Crude oil has been the top-performing asset class in 2021 delivering 55.76 percent gains on MCX in the first half of the year. The energy commodity traded at day’s high on the firm global trend.
On the MCX, crude oil delivery for July gained Rs 82, or 1.49 percent, to Rs 5,574 per barrel at 16:07 hours IST with a business turnover of 10,658 lots.
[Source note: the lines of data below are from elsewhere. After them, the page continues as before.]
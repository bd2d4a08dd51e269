//! Session registry: id issuance and backing-object creation.

use std::collections::HashMap;
use std::path::{Path, PathBuf};
use std::sync::{Arc, Mutex};

use tracing::info;
use uuid::Uuid;

use crate::error::UploadError;
use crate::locator;

/// Storage-rooted upload state shared by the registry, the chunk
/// receiver, and the status oracle.
///
/// Holds no per-session metadata beyond an in-memory lock table used to
/// serialize submissions: the backing objects themselves are the
/// durable session records.
pub struct SessionStore {
    root: PathBuf,
    /// Per-session exclusive sections for the check-then-append pair.
    /// Entries are created lazily and live for the process lifetime.
    locks: Mutex<HashMap<String, Arc<tokio::sync::Mutex<()>>>>,
}

impl SessionStore {
    /// Creates a store rooted at `root`. The directory is created on
    /// first session creation, not here.
    pub fn new(root: impl Into<PathBuf>) -> Self {
        Self {
            root: root.into(),
            locks: Mutex::new(HashMap::new()),
        }
    }

    /// Returns the storage root.
    pub fn root(&self) -> &Path {
        &self.root
    }

    /// Issues a fresh session id for `filename` and creates the empty
    /// backing object, truncating any leftover with the same name.
    ///
    /// The object's existence is the durable proof the session exists;
    /// there is no separate index to lose on crash.
    pub async fn create_session(&self, filename: &str) -> Result<String, UploadError> {
        if filename.is_empty() {
            return Err(UploadError::MissingFilename);
        }

        let session_id = Uuid::new_v4().to_string();
        let path = self.root.join(locator::backing_name(&session_id, filename));

        tokio::fs::create_dir_all(&self.root).await?;
        tokio::fs::File::create(&path).await?;

        info!(session_id = %session_id, filename = %filename, "upload session created");
        Ok(session_id)
    }

    /// Resolves the backing-object path for `(session_id, filename)`.
    ///
    /// Does not touch storage; an id outside the UUID charset resolves
    /// to not-found without ever reaching the filesystem.
    pub(crate) fn resolve(&self, session_id: &str, filename: &str) -> Result<PathBuf, UploadError> {
        if !locator::is_valid_session_id(session_id) {
            return Err(UploadError::SessionNotFound {
                session_id: session_id.to_string(),
                filename: filename.to_string(),
            });
        }
        Ok(self.root.join(locator::backing_name(session_id, filename)))
    }

    /// Returns the exclusive section for a session, creating it lazily.
    pub(crate) fn session_lock(&self, session_id: &str) -> Arc<tokio::sync::Mutex<()>> {
        let mut locks = self.locks.lock().expect("lock table poisoned");
        Arc::clone(
            locks
                .entry(session_id.to_string())
                .or_insert_with(|| Arc::new(tokio::sync::Mutex::new(()))),
        )
    }

    /// Returns a lock handle obtained from [`session_lock`](Self::session_lock).
    ///
    /// Evicts the table entry when no other submission holds a handle,
    /// so the table stays bounded by in-flight sessions rather than
    /// growing for the process lifetime. Holding the table mutex makes
    /// the strong-count check race-free: nobody can clone the entry
    /// while we decide.
    pub(crate) fn release_session_lock(&self, session_id: &str, lock: Arc<tokio::sync::Mutex<()>>) {
        let mut locks = self.locks.lock().expect("lock table poisoned");
        // Table entry plus our handle: no waiters left.
        if Arc::strong_count(&lock) == 2 {
            locks.remove(session_id);
        }
    }
}

#[cfg(test)]
mod tests {
    use super::*;

    #[tokio::test]
    async fn create_session_creates_empty_backing_object() {
        let dir = tempfile::tempdir().unwrap();
        let store = SessionStore::new(dir.path());

        let id = store.create_session("a.txt").await.unwrap();
        let path = store.resolve(&id, "a.txt").unwrap();
        let meta = tokio::fs::metadata(&path).await.unwrap();
        assert_eq!(meta.len(), 0);
    }

    #[tokio::test]
    async fn create_session_ids_are_unique() {
        let dir = tempfile::tempdir().unwrap();
        let store = SessionStore::new(dir.path());

        let a = store.create_session("a.txt").await.unwrap();
        let b = store.create_session("a.txt").await.unwrap();
        assert_ne!(a, b);
    }

    #[tokio::test]
    async fn create_session_rejects_empty_filename() {
        let dir = tempfile::tempdir().unwrap();
        let store = SessionStore::new(dir.path());

        let err = store.create_session("").await.unwrap_err();
        assert!(matches!(err, UploadError::MissingFilename));
    }

    #[tokio::test]
    async fn create_session_with_hostile_filename_stays_in_root() {
        let dir = tempfile::tempdir().unwrap();
        let store = SessionStore::new(dir.path());

        let id = store.create_session("../../escape.txt").await.unwrap();
        let path = store.resolve(&id, "../../escape.txt").unwrap();
        assert!(path.starts_with(dir.path()));
        assert!(tokio::fs::metadata(&path).await.is_ok());
    }

    #[tokio::test]
    async fn create_session_fails_when_root_is_unwritable() {
        let dir = tempfile::tempdir().unwrap();
        // A file where the root directory should be.
        let blocked = dir.path().join("not-a-dir");
        tokio::fs::write(&blocked, b"x").await.unwrap();
        let store = SessionStore::new(&blocked);

        let err = store.create_session("a.txt").await.unwrap_err();
        assert!(matches!(err, UploadError::StorageUnavailable(_)));
    }

    #[test]
    fn resolve_rejects_invalid_session_id() {
        let store = SessionStore::new("/tmp/unused");
        let err = store.resolve("../escape", "a.txt").unwrap_err();
        assert!(matches!(err, UploadError::SessionNotFound { .. }));
    }

    #[test]
    fn session_lock_is_shared_per_session() {
        let store = SessionStore::new("/tmp/unused");
        let a = store.session_lock("s1");
        let b = store.session_lock("s1");
        let c = store.session_lock("s2");
        assert!(Arc::ptr_eq(&a, &b));
        assert!(!Arc::ptr_eq(&a, &c));
    }

    #[test]
    fn released_lock_is_evicted_unless_contended() {
        let store = SessionStore::new("/tmp/unused");

        let only = store.session_lock("s1");
        store.release_session_lock("s1", only);
        assert!(store.locks.lock().unwrap().is_empty());

        // A second holder keeps the entry alive.
        let first = store.session_lock("s1");
        let second = store.session_lock("s1");
        store.release_session_lock("s1", first);
        assert_eq!(store.locks.lock().unwrap().len(), 1);
        store.release_session_lock("s1", second);
        assert!(store.locks.lock().unwrap().is_empty());
    }

    #[tokio::test]
    async fn lock_table_stays_bounded_across_submissions() {
        use chunkport_protocol::ContentRange;

        let dir = tempfile::tempdir().unwrap();
        let store = SessionStore::new(dir.path());

        for _ in 0..4 {
            let id = store.create_session("a.txt").await.unwrap();
            store
                .submit_chunk(
                    &id,
                    "a.txt",
                    ContentRange::new(0, 3, 3).unwrap(),
                    &b"abc"[..],
                )
                .await
                .unwrap();
        }
        assert!(store.locks.lock().unwrap().is_empty());
    }
}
The delivery for August soared Rs 69, or 1.26 percent to Rs 5,530 per barrel with a business volume of 490 lots.
The value of July and August’s contracts traded so far is Rs 1,033.74 crore and Rs 16.00 crore, respectively.
West Texas Intermediate (WTI) crude rose 1.81 percent to $74.80 per barrel, while Brent crude, the London-based international benchmark, climbed 1.66 percent to $75.86 per barrel after touching $76 during the day.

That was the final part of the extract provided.